TASK STATEMENT → Starting at the first line of the data below, retype every line up to and including the one containing "Deterministic file name".

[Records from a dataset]
=== Section Start ===
//! Named screenshots written during a run
//!
//! File names are `<ordinal>_<name>.png`. The ordinal is the capture's
//! position in the run, so names never collide even when a step sequence
//! reuses a semantic name.

use chrono::{DateTime, Utc};
use serde::Serialize;
use std::path::{Path, PathBuf};
use tracing::info;

use crate::browser::RemoteControl;
use crate::core::{Result, UiProofError};

/// One written snapshot. Never modified after creation.
#[derive(Debug, Clone, PartialEq, Serialize)]
pub struct ArtifactRecord {
    pub name: String,
    pub path: PathBuf,
    pub step_index: usize,
    pub timestamp: DateTime<Utc>,
}

/// Writes snapshots into one output directory
#[derive(Debug, Clone)]
pub struct ArtifactCapture {
    output_dir: PathBuf,
}

impl ArtifactCapture {
    pub fn new(output_dir: impl Into<PathBuf>) -> Self {
        Self {
            output_dir: output_dir.into(),
        }
    }

    pub fn output_dir(&self) -> &Path {
        &self.output_dir
    }

    /// Deterministic file name for the `ordinal`-th capture (1-based)
    pub fn file_name(ordinal: usize, name: &str) -> String {
        format!("{:02}_{}.png", ordinal, sanitize(name))
    }

    /// Take a screenshot named `name` as the run's `ordinal`-th capture
    pub async fn capture(
        &self,
        remote: &dyn RemoteControl,
        name: &str,
        ordinal: usize,
        step_index: usize,
    ) -> Result<ArtifactRecord> {
        let failed = |reason: String| UiProofError::CaptureFailed {
            name: name.to_string(),
            reason,
        };

        tokio::fs::create_dir_all(&self.output_dir)
            .await
            .map_err(|e| failed(format!("cannot create {}: {}", self.output_dir.display(), e)))?;

        let path = self.output_dir.join(Self::file_name(ordinal, name));
        remote
            .screenshot(&path)
            .await
            .map_err(|e| failed(e.to_string()))?;

        info!(name, path = %path.display(), "captured");
        Ok(ArtifactRecord {
            name: name.to_string(),
            path,
            step_index,
            timestamp: Utc::now(),
        })
    }
}

fn sanitize(name: &str) -> String {
    let cleaned: String = name
        .chars()
        .map(|c| {
            if c.is_ascii_alphanumeric() || c == '-' || c == '_' {
                c
            } else {
                '_'
            }
        })
        .collect();
    if cleaned.is_empty() {
        "capture".to_string()
    } else {
        cleaned
    }
}
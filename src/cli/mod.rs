//! CLI module - run summaries and persisted reports

pub mod report;

pub use report::{render, write_json};
#[cfg(test)]
mod tests {
    use super::*;
    use crate::browser::{ElementState, MockPage, Mutation};
    use crate::flow::condition::Condition;

    fn runner(dir: &std::path::Path) -> StepRunner {
        StepRunner::new(
            Origin::Http(url::Url::parse("http://localhost:8000/").unwrap()),
            ConditionWaiter::new(Duration::from_millis(5), Duration::from_millis(200), "hidden"),
            ArtifactCapture::new(dir),
            Duration::from_millis(1),
        )
    }

    fn overlay_page() -> MockPage {
        MockPage::new()
            .with_element("#toggle", ElementState::shown())
            .with_element("#close", ElementState::shown())
            .with_element("#overlay", ElementState::shown().with_class("hidden"))
            .on_click_after("#toggle", 2, Mutation::remove_class("#overlay", "hidden"))
            .on_click_after("#close", 2, Mutation::add_class("#overlay", "hidden"))
    }

    #[tokio::test]
    async fn test_reveal_then_hide_keeps_run_running() {
        let dir = tempfile::tempdir().unwrap();
        let runner = runner(dir.path());
        let page = overlay_page();
        let mut run = Run::new();
        run.start();

        let steps = [
            Step::click("#toggle"),
            Step::wait_for("#overlay", Condition::VisibleAndUnhidden),
            Step::click("#close"),
            Step::wait_for("#overlay", Condition::Hidden),
        ];
        for (i, step) in steps.iter().enumerate() {
            runner.execute_step(&mut run, &page, i, step).await.unwrap();
        }

        assert_eq!(run.status(), RunStatus::Running);
        assert_eq!(run.current_index(), 3);
        assert!(page.state("#overlay").unwrap().has_class("hidden"));
    }

    #[tokio::test]
    async fn test_step_refused_unless_running() {
        let dir = tempfile::tempdir().unwrap();
        let runner = runner(dir.path());
        let page = overlay_page();
        let mut run = Run::new();

        assert!(runner
            .execute_step(&mut run, &page, 0, &Step::click("#toggle"))
            .await
            .is_err());
        assert!(page.clicks().is_empty());
    }

    #[tokio::test]
    async fn test_failure_keeps_last_artifact_and_closes_session() {
        let dir = tempfile::tempdir().unwrap();
        let runner = runner(dir.path());
        let page = overlay_page();

        let report = runner
            .run(
                page.clone(),
                &[
                    Step::capture("before"),
                    Step::click("#missing").labeled("press missing button"),
                    Step::capture("never"),
                ],
            )
            .await;

        assert_eq!(report.status, RunStatus::Failed);
        assert_eq!(report.steps_completed, 1);
        assert_eq!(report.artifacts.len(), 1);
        let failure = report.failure.unwrap();
        assert_eq!(failure.step_index, 1);
        assert_eq!(failure.label, "press missing button");
        assert_eq!(failure.kind, ErrorKind::TargetNotFound);
        assert_eq!(failure.last_artifact.unwrap().name, "before");
        assert_eq!(page.close_count(), 1);
    }

    #[tokio::test]
    async fn test_recorded_values_compare() {
        let dir = tempfile::tempdir().unwrap();
        let runner = runner(dir.path());
        let page = MockPage::new()
            .with_text("#result-content", "Sushi")
            .with_text("#history-first", "Sushi");

        let report = runner
            .run(
                page,
                &[
                    Step::read_text("#result-content", "result"),
                    Step::read_text("#history-first", "history"),
                    Step::assert_equals("history", Expected::Recorded("result".into()), true),
                ],
            )
            .await;

        assert!(report.succeeded());
        assert_eq!(report.recorded.get("result").map(String::as_str), Some("Sushi"));
        assert_eq!(report.assertions.len(), 1);
        assert!(report.assertions[0].passed);
    }

    #[tokio::test]
    async fn test_assert_on_unrecorded_key_is_fatal() {
        let dir = tempfile::tempdir().unwrap();
        let report = runner(dir.path())
            .run(
                MockPage::new(),
                &[Step::assert_member("result", ["Pizza"], false)],
            )
            .await;
        assert_eq!(report.status, RunStatus::Failed);
        assert_eq!(report.failure.unwrap().kind, ErrorKind::AssertionFailed);
    }

    #[tokio::test]
    async fn test_fatal_mismatch_stops_run() {
        let dir = tempfile::tempdir().unwrap();
        let page = MockPage::new().with_value("#first-lot", "Apple");
        let report = runner(dir.path())
            .run(
                page.clone(),
                &[
                    Step::read_value("#first-lot", "first"),
                    Step::assert_equals("first", Expected::Literal("Pizza".into()), true),
                    Step::settle(),
                ],
            )
            .await;
        assert_eq!(report.status, RunStatus::Failed);
        assert_eq!(report.steps_completed, 1);
        assert_eq!(report.mismatches().count(), 1);
        assert_eq!(page.close_count(), 1);
    }

    #[tokio::test]
    async fn test_shutdown_reports_cancelled_and_closes_session() {
        let dir = tempfile::tempdir().unwrap();
        let page = overlay_page();
        let steps = [
            Step::capture("before"),
            Step::wait_for_within("#overlay", Condition::VisibleAndUnhidden, 5000),
        ];

        let report = runner(dir.path())
            .run_until(page.clone(), &steps, tokio::time::sleep(Duration::from_millis(50)))
            .await;

        assert_eq!(report.status, RunStatus::Failed);
        assert_eq!(report.steps_completed, 1);
        let failure = report.failure.unwrap();
        assert_eq!(failure.step_index, 1);
        assert_eq!(failure.kind, ErrorKind::Cancelled);
        assert_eq!(failure.last_artifact.unwrap().name, "before");
        assert_eq!(page.close_count(), 1);
    }

    #[tokio::test]
    async fn test_dropped_run_still_closes_session() {
        let dir = tempfile::tempdir().unwrap();
        let runner = runner(dir.path());
        let page = overlay_page();
        let steps = [Step::wait_for_within("#overlay", Condition::VisibleAndUnhidden, 5000)];

        let outcome = tokio::time::timeout(Duration::from_millis(50), runner.run(page.clone(), &steps)).await;
        assert!(outcome.is_err());

        for _ in 0..100 {
            if page.close_count() > 0 {
                break;
            }
            tokio::time::sleep(Duration::from_millis(5)).await;
        }
        assert_eq!(page.close_count(), 1);
    }

    #[tokio::test]
    async fn test_unresolvable_location_fails_navigation() {
        let dir = tempfile::tempdir().unwrap();
        let page = MockPage::new();
        let report = runner(dir.path())
            .run(page.clone(), &[Step::navigate("http://[oops")])
            .await;

        let failure = report.failure.unwrap();
        assert_eq!(failure.kind, ErrorKind::NavigationFailed);
        assert!(failure.message.contains("http://[oops"));
        assert!(page.navigations().is_empty());
    }
}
=== Section End ===
TASK SOLUTION →
//! Named screenshots written during a run
//!
//! File names are `<ordinal>_<name>.png`. The ordinal is the capture's
//! position in the run, so names never collide even when a step sequence
//! reuses a semantic name.

use chrono::{DateTime, Utc};
use serde::Serialize;
use std::path::{Path, PathBuf};
use tracing::info;

use crate::browser::RemoteControl;
use crate::core::{Result, UiProofError};

/// One written snapshot. Never modified after creation.
#[derive(Debug, Clone, PartialEq, Serialize)]
pub struct ArtifactRecord {
    pub name: String,
    pub path: PathBuf,
    pub step_index: usize,
    pub timestamp: DateTime<Utc>,
}

/// Writes snapshots into one output directory
#[derive(Debug, Clone)]
pub struct ArtifactCapture {
    output_dir: PathBuf,
}

impl ArtifactCapture {
    pub fn new(output_dir: impl Into<PathBuf>) -> Self {
        Self {
            output_dir: output_dir.into(),
        }
    }

    pub fn output_dir(&self) -> &Path {
        &self.output_dir
    }

    /// Deterministic file name for the `ordinal`-th capture (1-based)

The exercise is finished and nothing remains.